- Köntörfalak
- Directed by: Zsombor Dyga
- Screenplay by: Zsombor Dyga
- Produced by: Ferenc Elek; István Major; György Durst;
- Starring: Kátya Tompos; Ferenc Elek; Roland Rába;
- Cinematography: Gábor Marosi
- Edited by: Judit Czakó
- Production company: FilmTeam
- Distributed by: FilmTeam
- Release date: February 11, 2010 (Hungary);
- Running time: 80 minutes
- Country: Hungary
- Language: Hungarian

= Question in Details =

2010 Hungarian romantic drama film

Question in Details (Köntörfalak) is a 2010 Hungarian romantic drama film directed by Zsombor Dyga, starring Ferenc Elek, Kátya Tompos and Roland Rába. It tells the story of a man and a woman who has been on a less than successful dinner date and continue to talk throughout the night. The film was released in Hungary on 11 February 2010.

==Cast==
- Ferenc Elek as Zoli
- Kátya Tompos as Eszti
- Roland Rába as Gábor
- Tamara Zsigmond as Böbe
- Szilárd Wass as Dex
- Marcell Váczy as Balázs
- Maxim Váczy as Bence
- Zoltán Belényi as Alex
- Sarolta Bodó as Vera

==Reception==
Origos Bori Bujdosó compared the film to Richard Linklater's Tape, which has a similar chamber play setting, and wrote that although this is nothing new in cinema, it has rarely been done before in a Hungarian film. She wrote that the film contains "Hollywood clichés" but complemented the pace and dialogues.

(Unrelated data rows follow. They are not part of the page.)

use facecheck_core::{QualityPair, Verification, VerifyError};
use facecheck_id::IdentityInfo;
use serde::Serialize;

/// Combined verification + identity body, in the web API's field names.
#[derive(Debug, Serialize)]
pub struct VerifyResponse {
    pub dob: String,
    pub age: u32,
    #[serde(rename = "is18Plus")]
    pub is_18_plus: bool,
    #[serde(rename = "isMatch")]
    pub is_match: bool,
    #[serde(rename = "matchScore")]
    pub match_score: f32,
    pub quality: QualityPair,
}

#[derive(Debug, Serialize)]
#[serde(untagged)]
pub enum Response {
    Verified(VerifyResponse),
    Failed { error: String },
}

impl Response {
    pub fn assemble(identity: &IdentityInfo, verification: &Result<Verification, VerifyError>) -> Self {
        match verification {
            Ok(v) => Response::Verified(VerifyResponse {
                dob: identity.dob_display(),
                age: identity.age,
                is_18_plus: identity.is_18_or_more,
                is_match: v.is_match,
                match_score: v.confidence,
                quality: v.quality,
            }),
            Err(e) => Response::Failed {
                error: e.to_string(),
            },
        }
    }
}
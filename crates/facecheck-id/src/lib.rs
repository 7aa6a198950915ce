//! facecheck-id — identity details from ID card text.
//!
//! The OCR engine itself is pluggable through [`TextRecognizer`]; this crate
//! turns its output into a date of birth and an adulthood check.

pub mod identity;

pub use identity::{
    age_on, extract_identity_text, find_dob, parse_identity_text, IdentityInfo, OcrError,
    TextRecognizer,
};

Lynden Barber of Australia's Special Broadcasting Service wrote:
For its first two thirds Dyga successfully keeps his drama aloft, aided by two exemplary performances and a directorial approach that privileges cinema rather than the filmed play the material might suggest. Sadly, though, when Eszti’s celebrity chef brother Gabor (Roland Rába) returns home, the story tosses away its credibility by relying on an outlandish coincidence that is meant to carry the force of revelation. ... Gábor Marosi's cinematography is burnished and moody, though this too-dark transfer annoyingly loses the image entirely in a few spots.